Filter the lines below, copying only those with the string "PathBuf".

Records contained in a dataset>
▼

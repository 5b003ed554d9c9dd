// SPDX-FileCopyrightText: 2026 Kestrel Contributors
// SPDX-License-Identifier: MIT OR Apache-2.0

//! Test harness for end-to-end integration testing.
//!
//! `TestHarness` assembles a complete reasoning session over mock
//! collaborators and a temp directory for memory snapshots. Provides
//! `ask()` to drive the full query pipeline in tests.

use std::path::PathBuf;
use std::sync::Arc;

use kestrel_agent::{Collaborators, ReasoningSession};
use kestrel_config::KestrelConfig;
use kestrel_core::{DocumentHit, InspectionRecord, KestrelError, Period, Statistics};
use kestrel_memory::HashingEmbedder;

use crate::mock_completion::MockCompletion;
use crate::mock_store::{MockDocuments, MockRecordStore};

/// Embedding width used by harness sessions.
const HARNESS_DIMENSIONS: usize = 64;

/// Builder for creating test environments with configurable options.
pub struct TestHarnessBuilder {
    completion: MockCompletion,
    records: MockRecordStore,
    documents: Vec<DocumentHit>,
    documents_unavailable: bool,
    config: KestrelConfig,
}

impl TestHarnessBuilder {
    fn new() -> Self {
        Self {
            completion: MockCompletion::new(),
            records: MockRecordStore::new(),
            documents: Vec::new(),
            documents_unavailable: false,
            config: KestrelConfig::default(),
        }
    }

    /// Replace the mock completion backend.
    pub fn with_completion(mut self, completion: MockCompletion) -> Self {
        self.completion = completion;
        self
    }

    /// Replace the mock record store.
    pub fn with_records(mut self, records: MockRecordStore) -> Self {
        self.records = records;
        self
    }

    /// Shorthand for a record store that only knows one period's statistics.
    pub fn with_statistics(mut self, period: Period, stats: Statistics) -> Self {
        self.records = self.records.with_statistics(period, stats);
        self
    }

    pub fn with_documents(mut self, hits: Vec<DocumentHit>) -> Self {
        self.documents = hits;
        self
    }

    /// Make the document search fail on every call.
    pub fn with_documents_unavailable(mut self) -> Self {
        self.documents_unavailable = true;
        self
    }

    /// Adjust the configuration before the session is built.
    pub fn with_config(mut self, adjust: impl FnOnce(&mut KestrelConfig)) -> Self {
        adjust(&mut self.config);
        self
    }

    /// Build the test harness, creating the session and a temp directory.
    pub fn build(self) -> Result<TestHarness, KestrelError> {
        let temp_dir = tempfile::TempDir::new().map_err(|e| KestrelError::Persistence {
            message: "failed to create temp dir".into(),
            source: Some(Box::new(e)),
        })?;

        let completion = Arc::new(self.completion);
        let records = Arc::new(self.records);
        let documents = Arc::new(if self.documents_unavailable {
            MockDocuments::unavailable()
        } else {
            MockDocuments::new(self.documents)
        });

        let session = ReasoningSession::new(
            &self.config,
            Collaborators {
                completion: completion.clone(),
                embedder: Arc::new(HashingEmbedder::new(HARNESS_DIMENSIONS)),
                records: records.clone(),
                documents: documents.clone(),
            },
        );

        Ok(TestHarness {
            completion,
            records,
            documents,
            session,
            config: self.config,
            _temp_dir: temp_dir,
        })
    }
}

/// A reasoning session over mock collaborators.
pub struct TestHarness {
    /// The mock completion backend shared with the session.
    pub completion: Arc<MockCompletion>,
    /// The mock record store shared with the session.
    pub records: Arc<MockRecordStore>,
    pub documents: Arc<MockDocuments>,
    pub session: ReasoningSession,
    pub config: KestrelConfig,
    /// Temp directory kept alive for cleanup on drop.
    _temp_dir: tempfile::TempDir,
}

impl TestHarness {
    /// Create a new builder for configuring the test harness.
    pub fn builder() -> TestHarnessBuilder {
        TestHarnessBuilder::new()
    }

    /// Ask with context and reflection on, vector search off.
    pub async fn ask(&mut self, text: &str) -> String {
        self.session.process_query(text, true, true, false).await
    }

    /// Ask with explicit switches.
    pub async fn ask_with(
        &mut self,
        text: &str,
        use_context: bool,
        use_reflection: bool,
        use_vector_search: bool,
    ) -> String {
        self.session
            .process_query(text, use_context, use_reflection, use_vector_search)
            .await
    }

    pub async fn index(&self, records: &[InspectionRecord]) -> Result<usize, KestrelError> {
        self.session.index_records(records).await
    }

    /// A path inside the harness temp directory.
    pub fn temp_path(&self, name: &str) -> PathBuf {
        self._temp_dir.path().join(name)
    }
}
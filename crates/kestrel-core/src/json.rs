// SPDX-FileCopyrightText: 2026 Kestrel Contributors
// SPDX-License-Identifier: MIT OR Apache-2.0

//! Tolerant JSON extraction from free-form model output.

use serde::de::DeserializeOwned;

use crate::error::KestrelError;

/// Parses the first JSON object (`{...}`) embedded in `response`.
///
/// Handles markdown code fences and prose around the object.
pub fn parse_object<T: DeserializeOwned>(response: &str) -> Result<T, KestrelError> {
    parse_delimited(response, '{', '}')
}

/// Parses the first JSON array (`[...]`) embedded in `response`.
pub fn parse_array<T: DeserializeOwned>(response: &str) -> Result<Vec<T>, KestrelError> {
    parse_delimited(response, '[', ']')
}

fn parse_delimited<T: DeserializeOwned>(
    response: &str,
    open: char,
    close: char,
) -> Result<T, KestrelError> {
    let trimmed = response.trim();
    let start = trimmed
        .find(open)
        .ok_or_else(|| KestrelError::MalformedOutput(format!("no `{open}` in model output")))?;
    let end = trimmed
        .rfind(close)
        .filter(|end| *end > start)
        .ok_or_else(|| KestrelError::MalformedOutput(format!("no `{close}` in model output")))?;

    serde_json::from_str(&trimmed[start..=end])
        .map_err(|e| KestrelError::MalformedOutput(format!("invalid JSON: {e}")))
}

#[cfg(test)]
mod tests {
    use super::*;
    use serde::Deserialize;

    #[derive(Debug, Deserialize, PartialEq)]
    struct Score {
        overall: f64,
    }

    #[test]
    fn parses_fenced_object() {
        let raw = "Here you go:\n```json\n{\"overall\": 0.9}\n```";
        assert_eq!(parse_object::<Score>(raw).unwrap(), Score { overall: 0.9 });
    }

    #[test]
    fn parses_array_with_prose() {
        let raw = "Plan: [1, 2, 3] done";
        assert_eq!(parse_array::<u32>(raw).unwrap(), vec![1, 2, 3]);
    }

    #[test]
    fn missing_object_is_malformed() {
        let err = parse_object::<Score>("no json here").unwrap_err();
        assert!(matches!(err, KestrelError::MalformedOutput(_)));
    }

    #[test]
    fn broken_json_is_malformed() {
        let err = parse_object::<Score>("{\"overall\": }").unwrap_err();
        assert!(matches!(err, KestrelError::MalformedOutput(_)));
    }
}
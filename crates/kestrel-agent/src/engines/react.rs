// SPDX-FileCopyrightText: 2026 Kestrel Contributors
// SPDX-License-Identifier: MIT OR Apache-2.0

//! ReAct-style tool-use loop.
//!
//! Each cycle asks the model for a `Thought / Action / Action Input`
//! triple, runs the named tool and feeds the result back as an
//! observation. The loop is bounded by an explicit step counter: it stops
//! when the model selects `answer` or after `max_steps` cycles, in which
//! case a best-effort answer is assembled from the observations.

use std::sync::Arc;

use async_trait::async_trait;
use kestrel_core::text::truncate_chars;
use kestrel_router::ReasoningMode;
use kestrel_skill::{ToolName, ToolRegistry};
use serde::Serialize;
use tracing::{debug, info, warn};

use super::{Draft, EngineInput, ModelHandle, Reasoner};
use crate::engines::direct::DirectEngine;

/// Evidence characters inlined into each step prompt.
const STEP_EVIDENCE_CHARS: usize = 2000;

/// Prior thoughts and observations carried into each step prompt.
const HISTORY_WINDOW: usize = 3;

/// Characters kept per observation in step prompts.
const HISTORY_OBSERVATION_CHARS: usize = 200;

/// Characters kept per observation in the fallback answer.
const FALLBACK_OBSERVATION_CHARS: usize = 300;

const UNPARSABLE_OBSERVATION: &str = "Could not parse an action. Reply with `Thought:`, \
`Action:` and `Action Input:` lines.";

/// The model's proposal for one cycle.
#[derive(Debug, Clone, PartialEq, Eq)]
pub struct ParsedAction {
    pub thought: String,
    pub action: String,
    pub action_input: String,
}

/// One THINK → ACT → OBSERVE cycle.
#[derive(Debug, Clone, PartialEq, Serialize)]
pub struct ReactStep {
    /// 1-based cycle number.
    pub index: usize,
    pub thought: String,
    /// `None` when the output named no valid tool.
    pub action: Option<ToolName>,
    pub action_input: String,
    pub observation: String,
    #[serde(skip_serializing_if = "std::ops::Not::not")]
    pub is_error: bool,
}

/// Why the loop stopped.
#[derive(Debug, Clone, Copy, PartialEq, Eq, Serialize)]
#[serde(rename_all = "snake_case")]
pub enum Termination {
    /// The model selected the terminal `answer` action.
    Answered,
    /// `max_steps` cycles ran without an answer.
    StepLimit,
    /// The model backend failed mid-loop.
    ModelUnavailable,
}

/// Full record of one loop run.
#[derive(Debug, Clone, PartialEq, Serialize)]
pub struct ReactTrace {
    pub steps: Vec<ReactStep>,
    pub answer: String,
    pub termination: Termination,
    pub model_calls: usize,
}

/// Parses `Thought:`, `Action:` and `Action Input:` fields.
///
/// Labels are case-insensitive and a field runs until the next label, so
/// multi-line answers survive. Returns `None` without an `Action:` line.
pub fn parse_action(response: &str) -> Option<ParsedAction> {
    #[derive(Clone, Copy, PartialEq)]
    enum Field {
        None,
        Thought,
        Action,
        Input,
    }

    const LABELS: [(&str, Field); 3] = [
        ("action input:", Field::Input),
        ("action:", Field::Action),
        ("thought:", Field::Thought),
    ];

    let mut thought = Vec::new();
    let mut action = None;
    let mut input = Vec::new();
    let mut current = Field::None;

    for line in response.lines() {
        let trimmed = line.trim().trim_start_matches(['*', '#', ' ']);
        let labelled = LABELS.iter().find_map(|(label, field)| {
            trimmed
                .get(..label.len())
                .filter(|prefix| prefix.eq_ignore_ascii_case(label))
                .map(|_| (*field, trimmed[label.len()..].trim_start_matches('*').trim()))
        });

        let (field, rest) = match labelled {
            Some((field, rest)) => {
                current = field;
                (field, rest)
            }
            None => (current, line.trim_end()),
        };

        match field {
            Field::Thought => thought.push(rest.to_string()),
            Field::Action if labelled.is_some() => {
                if action.is_none() {
                    action = Some(rest.to_string());
                }
            }
            Field::Input => input.push(rest.to_string()),
            Field::Action | Field::None => {}
        }
    }

    let action = action.filter(|a| !a.is_empty())?;
    Some(ParsedAction {
        thought: thought.join("\n").trim().to_string(),
        action,
        action_input: input
            .join("\n")
            .trim()
            .trim_matches('"')
            .trim()
            .to_string(),
    })
}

▲

The completed task>
use std::path::PathBuf;
    pub fn temp_path(&self, name: &str) -> PathBuf {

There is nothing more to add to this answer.